Atlas Üniversitesi Diş Hekimliği Fakültesi Dekanı Prof. Dr. Bülent Katiboğlu Covid-19 ile başlayan kapanmaların, acil vakalar dışında işlemlerin sekteye uğramasının diş ve diş eti problemlerini de arttırdığını söyledi.
Covid-19 virüsü diş ve diş etleri hastalıklarının artmasında doğrudan olduğu kadar, dolaylı olarak da etkin rol oynamaya başladı. Atlas Üniversitesi Diş Hekimliği Fakültesi Dekanı Prof. Dr. Bülent Katiboğlu, Covid-19 ile ilişkili olarak, çene kemiklerinde erime ve ani diş kayıplarının hastalık süreci ve sonrasında hızlı bir şekilde artış gösterdiği yönünde raporlar olduğunu söyledi. Ağız ve diş sağlığının, genel sağlığımızda önemli bir yer olduğunu söyleyen Prof. Dr.
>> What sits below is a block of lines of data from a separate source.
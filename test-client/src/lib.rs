// This Source Code Form is subject to the terms of the Mozilla Public
// License, v. 2.0. If a copy of the MPL was not distributed with this
// file, You can obtain one at https://mozilla.org/MPL/2.0/.

mod tester;

pub use tester::*;
// src/command/action.rs - One actuator operation derived from a parsed command
use std::fmt;
use std::time::Duration;

use crate::hardware::{Actuator, ActuatorError};

use super::resolve::{Angle, Level, Side};

#[derive(Debug, Clone, PartialEq)]
pub enum Action {
    MoveArm { side: Side, angle: Angle },
    SetEye { side: Side, level: Level },
    SetAntenna { side: Side, level: Level },
    Say(String),
    Drive { x: f64, y: f64, duration: Duration },
    Wait(Duration),
}

impl Action {
    /// Run the action to completion against the given actuator.
    pub async fn execute<A>(&self, actuator: &A) -> Result<(), ActuatorError>
    where
        A: Actuator + ?Sized,
    {
        match self {
            Action::MoveArm { side, angle } => actuator.move_arm(*side, *angle).await,
            Action::SetEye { side, level } => actuator.set_eye_state(*side, *level).await,
            Action::SetAntenna { side, level } => actuator.set_antenna_state(*side, *level).await,
            Action::Say(text) => actuator.say(text).await,
            Action::Drive { x, y, duration } => actuator.move_base(*x, *y, *duration).await,
            Action::Wait(duration) => {
                tokio::time::sleep(*duration).await;
                Ok(())
            }
        }
    }
}

impl fmt::Display for Action {
    fn fmt(&self, f: &mut fmt::Formatter<'_>) -> fmt::Result {
        match self {
            Action::MoveArm { side, angle } => write!(f, "move {side} arm to {angle}"),
            Action::SetEye { side, level } => write!(f, "set {side} eye {level}"),
            Action::SetAntenna { side, level } => write!(f, "set {side} antenna {level}"),
            Action::Say(text) => write!(f, "say {text:?}"),
            Action::Drive { x, y, duration } => {
                write!(f, "drive x={x:.2} y={y:.2} for {:.2}s", duration.as_secs_f64())
            }
            Action::Wait(duration) => write!(f, "wait {:.2}s", duration.as_secs_f64()),
        }
    }
}
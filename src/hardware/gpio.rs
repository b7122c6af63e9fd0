// src/hardware/gpio.rs - Digital outputs for eyes and antennas
use std::collections::HashMap;
use std::path::PathBuf;
use std::sync::{Arc, Mutex};

use async_trait::async_trait;

use super::ActuatorError;
use crate::command::Level;

#[async_trait]
pub trait GpioBackend: Send + Sync {
    /// Claim a pin as an output, driven low.
    async fn setup_output(&self, pin: u32) -> Result<(), ActuatorError>;
    async fn write(&self, pin: u32, level: Level) -> Result<(), ActuatorError>;
    /// Drive the pin low and give it back.
    async fn release(&self, pin: u32) -> Result<(), ActuatorError>;
}

/// Linux sysfs GPIO (`/sys/class/gpio`).
#[derive(Debug, Clone)]
pub struct SysfsGpio {
    root: PathBuf,
}

impl SysfsGpio {
    pub fn new(root: impl Into<PathBuf>) -> Self {
        Self { root: root.into() }
    }

    fn pin_dir(&self, pin: u32) -> PathBuf {
        self.root.join(format!("gpio{}", pin))
    }
}

#[async_trait]
impl GpioBackend for SysfsGpio {
    async fn setup_output(&self, pin: u32) -> Result<(), ActuatorError> {
        if tokio::fs::metadata(self.pin_dir(pin)).await.is_err() {
            tracing::debug!("Exporting GPIO {}", pin);
            tokio::fs::write(self.root.join("export"), pin.to_string()).await?;
        }
        tokio::fs::write(self.pin_dir(pin).join("direction"), "low").await?;
        Ok(())
    }

    async fn write(&self, pin: u32, level: Level) -> Result<(), ActuatorError> {
        let value = if level.is_high() { "1" } else { "0" };
        tracing::trace!("gpio{} <- {}", pin, value);
        tokio::fs::write(self.pin_dir(pin).join("value"), value).await?;
        Ok(())
    }

    async fn release(&self, pin: u32) -> Result<(), ActuatorError> {
        self.write(pin, Level::Low).await?;
        tokio::fs::write(self.root.join("unexport"), pin.to_string()).await?;
        Ok(())
    }
}

/// In-memory GPIO bank.
#[derive(Debug, Clone, Default)]
pub struct SimulatedGpio {
    pins: Arc<Mutex<HashMap<u32, Level>>>,
}

impl SimulatedGpio {
    pub fn new() -> Self {
        Self::default()
    }

    /// Current level of a claimed pin.
    pub fn level(&self, pin: u32) -> Option<Level> {
        self.pins.lock().ok()?.get(&pin).copied()
    }

    pub fn claimed(&self) -> usize {
        self.pins.lock().map(|pins| pins.len()).unwrap_or(0)
    }
}

#[async_trait]
impl GpioBackend for SimulatedGpio {
    async fn setup_output(&self, pin: u32) -> Result<(), ActuatorError> {
        let mut pins = self.pins.lock().map_err(|_| ActuatorError::Poisoned("gpio"))?;
        pins.insert(pin, Level::Low);
        Ok(())
    }

    async fn write(&self, pin: u32, level: Level) -> Result<(), ActuatorError> {
        let mut pins = self.pins.lock().map_err(|_| ActuatorError::Poisoned("gpio"))?;
        match pins.get_mut(&pin) {
            Some(current) => {
                *current = level;
                Ok(())
            }
            None => Err(ActuatorError::UnknownPin(pin)),
        }
    }

    async fn release(&self, pin: u32) -> Result<(), ActuatorError> {
        let mut pins = self.pins.lock().map_err(|_| ActuatorError::Poisoned("gpio"))?;
        pins.remove(&pin);
        Ok(())
    }
}

#[cfg(test)]
mod tests {
    use super::*;
    use tempfile::tempdir;

    #[tokio::test]
    async fn test_simulated_gpio_requires_setup() {
        let gpio = SimulatedGpio::new();
        assert!(matches!(gpio.write(5, Level::High).await, Err(ActuatorError::UnknownPin(5))));
        gpio.setup_output(5).await.unwrap();
        assert_eq!(gpio.level(5), Some(Level::Low));
        gpio.write(5, Level::High).await.unwrap();
        assert_eq!(gpio.level(5), Some(Level::High));
        gpio.release(5).await.unwrap();
        assert_eq!(gpio.level(5), None);
    }

    #[tokio::test]
    async fn test_sysfs_gpio_writes_value_files() {
        let dir = tempdir().unwrap();
        std::fs::create_dir(dir.path().join("gpio17")).unwrap();
        let gpio = SysfsGpio::new(dir.path());

        gpio.setup_output(17).await.unwrap();
        let direction = std::fs::read_to_string(dir.path().join("gpio17/direction")).unwrap();
        assert_eq!(direction, "low");

        gpio.write(17, Level::High).await.unwrap();
        let value = std::fs::read_to_string(dir.path().join("gpio17/value")).unwrap();
        assert_eq!(value, "1");

        gpio.release(17).await.unwrap();
        let value = std::fs::read_to_string(dir.path().join("gpio17/value")).unwrap();
        assert_eq!(value, "0");
        let unexport = std::fs::read_to_string(dir.path().join("unexport")).unwrap();
        assert_eq!(unexport, "17");
    }
}
// src/motion/mod.rs - Base motion for the differential-drive chassis
pub mod kinematics;

pub use kinematics::{differential_drive, wheel_speeds, Direction, DriveCommand, WheelThrottle};
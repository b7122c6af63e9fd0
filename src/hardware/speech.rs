// src/hardware/speech.rs - Speech playback
use std::process::Stdio;
use std::sync::{Arc, Mutex};
use std::time::Duration;

use async_trait::async_trait;
use tokio::process::Command;

use super::ActuatorError;

#[async_trait]
pub trait SpeechPlayer: Send + Sync {
    /// Speak `text`, returning once playback has finished.
    async fn speak(&self, text: &str) -> Result<(), ActuatorError>;
}

/// Runs an external text-to-speech program with the text as its last argument.
#[derive(Debug, Clone)]
pub struct CommandSpeech {
    program: String,
    args: Vec<String>,
}

impl CommandSpeech {
    pub fn new(program: impl Into<String>, args: Vec<String>) -> Self {
        Self {
            program: program.into(),
            args,
        }
    }
}

#[async_trait]
impl SpeechPlayer for CommandSpeech {
    async fn speak(&self, text: &str) -> Result<(), ActuatorError> {
        tracing::debug!("Speaking via {}: {:?}", self.program, text);
        let status = Command::new(&self.program)
            .args(&self.args)
            .arg(text)
            .stdin(Stdio::null())
            .stdout(Stdio::null())
            .kill_on_drop(true)
            .status()
            .await
            .map_err(|e| ActuatorError::Speech(format!("failed to start {}: {}", self.program, e)))?;

        if status.success() {
            Ok(())
        } else {
            Err(ActuatorError::Speech(format!("{} exited with {}", self.program, status)))
        }
    }
}

/// Records spoken text; playback takes a fixed time.
#[derive(Debug, Clone, Default)]
pub struct SimulatedSpeech {
    spoken: Arc<Mutex<Vec<String>>>,
    playback: Duration,
}

impl SimulatedSpeech {
    pub fn new() -> Self {
        Self::default()
    }

    pub fn with_playback(playback: Duration) -> Self {
        Self {
            playback,
            ..Self::default()
        }
    }

    pub fn spoken(&self) -> Vec<String> {
        self.spoken.lock().map(|s| s.clone()).unwrap_or_default()
    }
}

#[async_trait]
impl SpeechPlayer for SimulatedSpeech {
    async fn speak(&self, text: &str) -> Result<(), ActuatorError> {
        tracing::info!("(speech) {}", text);
        tokio::time::sleep(self.playback).await;
        self.spoken
            .lock()
            .map_err(|_| ActuatorError::Poisoned("speech"))?
            .push(text.to_string());
        Ok(())
    }
}

#[cfg(test)]
mod tests {
    use super::*;

    #[tokio::test]
    async fn test_missing_program_is_a_speech_error() {
        let speech = CommandSpeech::new("/nonexistent/tts-program", Vec::new());
        let err = speech.speak("hello").await.unwrap_err();
        assert!(matches!(err, ActuatorError::Speech(_)));
    }

    #[tokio::test(start_paused = true)]
    async fn test_simulated_speech_waits_for_playback() {
        let speech = SimulatedSpeech::with_playback(Duration::from_secs(2));
        let start = tokio::time::Instant::now();
        speech.speak("hello there").await.unwrap();
        assert!(start.elapsed() >= Duration::from_secs(2));
        assert_eq!(speech.spoken(), vec!["hello there".to_string()]);
    }
}
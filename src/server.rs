//! Line-oriented TCP control server.
//!
//! Each connection is a control session: the server writes a `>> ` prompt,
//! reads a line, lower-cases it and feeds it to a session-local
//! [`ProgramCompiler`]. Completed groups go straight onto the shared action
//! queue; errors are answered with `Error: <message>\r\n` and the session
//! stays open.
//!
//! Outside brackets every accepted line is queued at once as its own group.
//! After a `[` line, accepted lines are held in the session and nothing is
//! queued until the matching `]` arrives; they are then queued together as
//! one group. A group still open when the client disconnects is queued as
//! is.

use std::net::SocketAddr;

use tokio::io::{AsyncBufReadExt, AsyncRead, AsyncWrite, AsyncWriteExt, BufReader};
use tokio::net::TcpListener;
use tokio::sync::broadcast;
use tracing::Instrument;

use crate::engine::ActionQueue;
use crate::program::{ProgramCompiler, Step};

pub const PROMPT: &[u8] = b">> ";

/// Accept control sessions until shutdown is signalled.
pub async fn serve(
    listener: TcpListener,
    queue: ActionQueue,
    mut shutdown: broadcast::Receiver<()>,
) -> std::io::Result<()> {
    tracing::info!("Control server listening on {}", listener.local_addr()?);
    loop {
        let (stream, peer) = tokio::select! {
            _ = shutdown.recv() => {
                tracing::info!("Control server shutting down");
                return Ok(());
            }
            accepted = listener.accept() => match accepted {
                Ok(conn) => conn,
                Err(e) => {
                    tracing::error!("Failed to accept control connection: {}", e);
                    continue;
                }
            },
        };

        let queue = queue.clone();
        let span = tracing::info_span!("session", id = %uuid::Uuid::new_v4(), %peer);
        tokio::spawn(
            async move {
                tracing::info!("Control session opened");
                if let Err(e) = handle_session(stream, queue, peer).await {
                    tracing::warn!("Control session error: {}", e);
                }
                tracing::info!("Control session closed");
            }
            .instrument(span),
        );
    }
}

/// Run one control session over any byte stream.
pub async fn handle_session<S>(stream: S, queue: ActionQueue, peer: SocketAddr) -> std::io::Result<()>
where
    S: AsyncRead + AsyncWrite + Unpin,
{
    let (reader, mut writer) = tokio::io::split(stream);
    let mut lines = BufReader::new(reader).lines();
    let mut compiler = ProgramCompiler::new();

    writer.write_all(PROMPT).await?;
    writer.flush().await?;

    while let Some(line) = lines.next_line().await? {
        let command = line.trim().to_lowercase();
        match compiler.feed(&command) {
            Ok(Step::Completed(group)) => {
                if queue.enqueue(group).is_err() {
                    writer.write_all(b"Error: robot is shutting down\r\n").await?;
                    break;
                }
                tracing::info!("Queued: {}", command);
            }
            Ok(Step::Opened) | Ok(Step::Appended) | Ok(Step::Ignored) => {}
            Err(e) => {
                tracing::debug!("Rejected line #{} from {}: {}", e.line, peer, e.kind);
                writer.write_all(format!("Error: {}\r\n", e.kind).as_bytes()).await?;
            }
        }
        writer.write_all(PROMPT).await?;
        writer.flush().await?;
    }

    if let Some((group, _warning)) = compiler.finish() {
        if queue.enqueue(group).is_ok() {
            tracing::info!("Queued unclosed group at disconnect");
        }
    }
    Ok(())
}
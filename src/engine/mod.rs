//! Action execution engine.
//!
//! Producers push [`ActionGroup`]s through an [`ActionQueue`]; a single
//! [`Engine`] consumer pops them in FIFO order. All actions of a group start
//! together and the next group is only dequeued once every one of them has
//! finished, so groups act as a barrier. A failing action is logged and
//! counted; it neither cancels its siblings nor stops the consumer.

mod queue;

use std::sync::atomic::Ordering;
use std::sync::Arc;
use std::time::Duration;

use chrono::Utc;
use futures::future::join_all;
use tokio::sync::{broadcast, mpsc};
use tokio::time::Instant;

use crate::command::Action;
use crate::config::EngineConfig;
use crate::hardware::{Actuator, ActuatorError};
use crate::program::ActionGroup;

pub use queue::{ActionQueue, EngineStats, QueueClosed};
use queue::EngineCounters;

/// Single consumer of the action queue; sole owner of the actuator.
pub struct Engine<A> {
    actuator: A,
    rx: mpsc::UnboundedReceiver<ActionGroup>,
    counters: Arc<EngineCounters>,
    action_timeout: Option<Duration>,
}

/// Create a queue handle and the engine that drains it.
pub fn channel<A: Actuator>(actuator: A, config: &EngineConfig) -> (ActionQueue, Engine<A>) {
    let (tx, rx) = mpsc::unbounded_channel();
    let counters = Arc::new(EngineCounters::default());
    let engine = Engine {
        actuator,
        rx,
        counters: counters.clone(),
        action_timeout: config.action_timeout(),
    };
    (ActionQueue::new(tx, counters), engine)
}

impl<A: Actuator> Engine<A> {
    pub fn actuator(&self) -> &A {
        &self.actuator
    }

    /// Consume groups until shutdown is signalled or every producer is gone
    /// and the queue is drained, then bring the hardware to a safe state.
    ///
    /// A signal (or the shutdown sender being dropped) interrupts the group
    /// in flight at its next suspension point.
    pub async fn run(mut self, mut shutdown: broadcast::Receiver<()>) -> Result<EngineStats, ActuatorError> {
        tracing::info!("Action engine started");
        loop {
            let group = tokio::select! {
                biased;
                _ = shutdown.recv() => {
                    tracing::info!("Action engine shutting down");
                    break;
                }
                next = self.rx.recv() => match next {
                    Some(group) => group,
                    None => {
                        tracing::info!("Action queue closed and drained");
                        break;
                    }
                },
            };

            let interrupted = tokio::select! {
                biased;
                _ = shutdown.recv() => true,
                _ = self.execute_group(&group) => false,
            };
            if interrupted {
                tracing::warn!("Shutdown interrupted group from line #{}", group.line());
                self.counters.busy.store(false, Ordering::Release);
                break;
            }
        }

        let stats = self.counters.snapshot();
        tracing::info!(
            "Engine stopped: {} groups completed, {} actions completed, {} failed",
            stats.groups_completed,
            stats.actions_completed,
            stats.actions_failed
        );
        self.actuator.shutdown().await?;
        Ok(stats)
    }

    async fn execute_group(&self, group: &ActionGroup) {
        self.counters.started.fetch_add(1, Ordering::AcqRel);
        self.counters.busy.store(true, Ordering::Release);
        tracing::debug!("Executing group from line #{}: {}", group.line(), group);

        let start = Instant::now();
        let results = join_all(group.actions().iter().map(|action| self.execute_action(action))).await;
        let failed = results.iter().filter(|r| r.is_err()).count();

        tracing::debug!(
            "Group from line #{} finished in {:.3}s ({} of {} actions failed)",
            group.line(),
            start.elapsed().as_secs_f64(),
            failed,
            results.len()
        );
        if let Ok(mut last) = self.counters.last_completed_at.lock() {
            *last = Some(Utc::now());
        }
        self.counters.completed.fetch_add(1, Ordering::AcqRel);
        self.counters.busy.store(false, Ordering::Release);
    }

    async fn execute_action(&self, action: &Action) -> Result<(), ActuatorError> {
        tracing::trace!("Starting action: {}", action);
        let run = action.execute(&self.actuator);
        let result = match self.action_timeout {
            None => run.await,
            Some(limit) => match tokio::time::timeout(limit, run).await {
                Ok(result) => result,
                Err(_) => {
                    if matches!(action, Action::Drive { .. }) {
                        // The abandoned drive never reached its own disable.
                        if let Err(e) = self.actuator.move_base(0.0, 0.0, Duration::ZERO).await {
                            tracing::error!("Failed to stop base after timeout: {}", e);
                        }
                    }
                    Err(ActuatorError::Timeout(limit))
                }
            },
        };

        match &result {
            Ok(()) => {
                self.counters.actions_completed.fetch_add(1, Ordering::AcqRel);
            }
            Err(e) => {
                self.counters.actions_failed.fetch_add(1, Ordering::AcqRel);
                tracing::warn!("Action '{}' failed: {}", action, e);
                if let Ok(mut last) = self.counters.last_error.lock() {
                    *last = Some(format!("{}: {}", action, e));
                }
            }
        }
        result
    }
}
Bülent Katiboğlu, günümüzde yaygın olarak görülen kalp ve romatizmal hastalıkların hatta kanser ve solunum hastalıklarının dahi ağız sağlığı ile ilişkili olduğunu söyledi.
COVİD 19’u Uzaklaştırmada Ağız ve Diş Bakımı Çok Önemli
Ülke olarak diş fırçası ve diş macunu kullanım oranının, Avrupa ülkeleri ortalamasının çok altında olduğunu söyleyen Prof. Dr. Bülent Katiboğlu, ağız ve dişeti sağlığının korunmasında diş fırçalamanın ve oral nazal antiseptik kullanmanın öneminin altını çizdi.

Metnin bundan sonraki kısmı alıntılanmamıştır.